**TASK OBJECTIVE**: Count the lines below holding "display" and answer with that number only.
· · · · ·
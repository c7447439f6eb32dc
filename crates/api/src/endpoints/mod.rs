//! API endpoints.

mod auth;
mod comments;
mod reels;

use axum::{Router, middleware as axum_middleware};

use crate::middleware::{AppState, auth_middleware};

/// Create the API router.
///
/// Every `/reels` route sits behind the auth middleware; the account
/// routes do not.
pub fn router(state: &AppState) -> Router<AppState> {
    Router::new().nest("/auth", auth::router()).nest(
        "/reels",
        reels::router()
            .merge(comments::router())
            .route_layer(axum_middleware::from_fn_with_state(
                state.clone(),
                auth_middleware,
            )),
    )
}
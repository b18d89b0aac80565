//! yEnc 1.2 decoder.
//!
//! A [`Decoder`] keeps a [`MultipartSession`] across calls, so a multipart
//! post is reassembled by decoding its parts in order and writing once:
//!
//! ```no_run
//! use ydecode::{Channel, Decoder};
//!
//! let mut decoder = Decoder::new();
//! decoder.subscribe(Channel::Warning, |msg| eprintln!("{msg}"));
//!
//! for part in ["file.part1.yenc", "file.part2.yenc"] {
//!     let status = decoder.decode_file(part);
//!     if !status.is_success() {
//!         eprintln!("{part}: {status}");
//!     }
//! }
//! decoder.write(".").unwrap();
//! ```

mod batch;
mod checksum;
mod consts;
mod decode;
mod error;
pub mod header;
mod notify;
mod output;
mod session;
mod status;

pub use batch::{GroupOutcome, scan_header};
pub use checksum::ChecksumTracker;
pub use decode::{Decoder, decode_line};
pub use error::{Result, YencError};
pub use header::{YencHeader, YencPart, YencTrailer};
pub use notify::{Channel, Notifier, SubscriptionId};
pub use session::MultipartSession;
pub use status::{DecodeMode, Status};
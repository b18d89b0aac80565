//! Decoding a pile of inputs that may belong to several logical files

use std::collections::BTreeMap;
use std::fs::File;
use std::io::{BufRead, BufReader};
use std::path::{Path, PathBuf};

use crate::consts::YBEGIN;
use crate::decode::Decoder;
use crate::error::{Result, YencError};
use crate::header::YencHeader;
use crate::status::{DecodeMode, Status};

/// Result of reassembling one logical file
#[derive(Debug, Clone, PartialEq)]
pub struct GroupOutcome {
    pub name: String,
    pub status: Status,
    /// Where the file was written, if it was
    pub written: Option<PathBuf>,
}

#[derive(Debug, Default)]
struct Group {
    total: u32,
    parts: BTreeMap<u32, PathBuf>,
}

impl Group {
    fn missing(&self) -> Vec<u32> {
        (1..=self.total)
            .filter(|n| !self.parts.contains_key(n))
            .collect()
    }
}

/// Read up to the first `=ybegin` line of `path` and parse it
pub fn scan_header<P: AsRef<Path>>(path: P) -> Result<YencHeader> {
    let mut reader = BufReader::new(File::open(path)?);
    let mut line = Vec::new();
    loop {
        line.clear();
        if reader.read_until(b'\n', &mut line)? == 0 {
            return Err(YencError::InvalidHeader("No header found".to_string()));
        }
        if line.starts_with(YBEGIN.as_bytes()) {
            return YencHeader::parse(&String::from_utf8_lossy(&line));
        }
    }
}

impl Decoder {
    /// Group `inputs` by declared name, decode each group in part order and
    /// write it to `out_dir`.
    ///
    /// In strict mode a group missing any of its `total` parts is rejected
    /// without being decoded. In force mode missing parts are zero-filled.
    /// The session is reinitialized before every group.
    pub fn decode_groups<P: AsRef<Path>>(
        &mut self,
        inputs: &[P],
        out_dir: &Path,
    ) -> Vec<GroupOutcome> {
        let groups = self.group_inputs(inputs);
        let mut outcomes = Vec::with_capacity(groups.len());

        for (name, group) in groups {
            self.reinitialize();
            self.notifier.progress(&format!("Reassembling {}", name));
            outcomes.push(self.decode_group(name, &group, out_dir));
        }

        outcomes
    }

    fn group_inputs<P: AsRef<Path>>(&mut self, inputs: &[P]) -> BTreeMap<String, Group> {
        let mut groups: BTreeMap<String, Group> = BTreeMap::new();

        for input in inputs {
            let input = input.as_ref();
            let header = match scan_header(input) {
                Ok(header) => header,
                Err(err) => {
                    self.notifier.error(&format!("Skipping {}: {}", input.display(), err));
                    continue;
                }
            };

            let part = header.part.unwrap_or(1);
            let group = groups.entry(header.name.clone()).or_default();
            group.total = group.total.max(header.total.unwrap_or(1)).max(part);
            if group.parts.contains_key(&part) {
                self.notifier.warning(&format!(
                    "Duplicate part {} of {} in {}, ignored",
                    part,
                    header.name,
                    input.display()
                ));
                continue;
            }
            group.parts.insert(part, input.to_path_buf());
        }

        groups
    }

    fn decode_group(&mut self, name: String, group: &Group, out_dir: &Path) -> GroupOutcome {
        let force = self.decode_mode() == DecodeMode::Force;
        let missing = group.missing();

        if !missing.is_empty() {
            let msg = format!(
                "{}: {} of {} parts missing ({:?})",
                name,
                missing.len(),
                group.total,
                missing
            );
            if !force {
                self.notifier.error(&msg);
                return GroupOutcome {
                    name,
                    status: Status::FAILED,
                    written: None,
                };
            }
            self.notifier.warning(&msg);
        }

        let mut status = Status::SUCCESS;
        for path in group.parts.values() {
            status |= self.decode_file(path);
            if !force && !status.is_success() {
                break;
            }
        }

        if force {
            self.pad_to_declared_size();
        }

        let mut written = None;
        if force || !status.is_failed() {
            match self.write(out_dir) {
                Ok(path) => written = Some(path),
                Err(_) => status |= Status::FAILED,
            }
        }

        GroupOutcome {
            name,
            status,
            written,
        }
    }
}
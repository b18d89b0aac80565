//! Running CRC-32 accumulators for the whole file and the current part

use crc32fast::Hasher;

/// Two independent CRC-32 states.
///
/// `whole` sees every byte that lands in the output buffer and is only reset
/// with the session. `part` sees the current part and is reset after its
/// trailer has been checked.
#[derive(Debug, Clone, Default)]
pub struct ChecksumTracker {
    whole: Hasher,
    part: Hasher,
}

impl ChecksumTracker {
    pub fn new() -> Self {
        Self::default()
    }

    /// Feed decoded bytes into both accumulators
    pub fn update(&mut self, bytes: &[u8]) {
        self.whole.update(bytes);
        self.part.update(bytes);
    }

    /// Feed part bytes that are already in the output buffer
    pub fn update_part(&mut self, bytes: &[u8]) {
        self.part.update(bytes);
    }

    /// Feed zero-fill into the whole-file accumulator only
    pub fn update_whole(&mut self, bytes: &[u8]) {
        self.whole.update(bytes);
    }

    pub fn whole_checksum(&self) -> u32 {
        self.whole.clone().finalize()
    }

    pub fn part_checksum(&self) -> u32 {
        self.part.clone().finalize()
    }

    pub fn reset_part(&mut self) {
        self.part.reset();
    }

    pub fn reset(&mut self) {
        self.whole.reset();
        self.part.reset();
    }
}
· · · · ·
**RESULT**: 2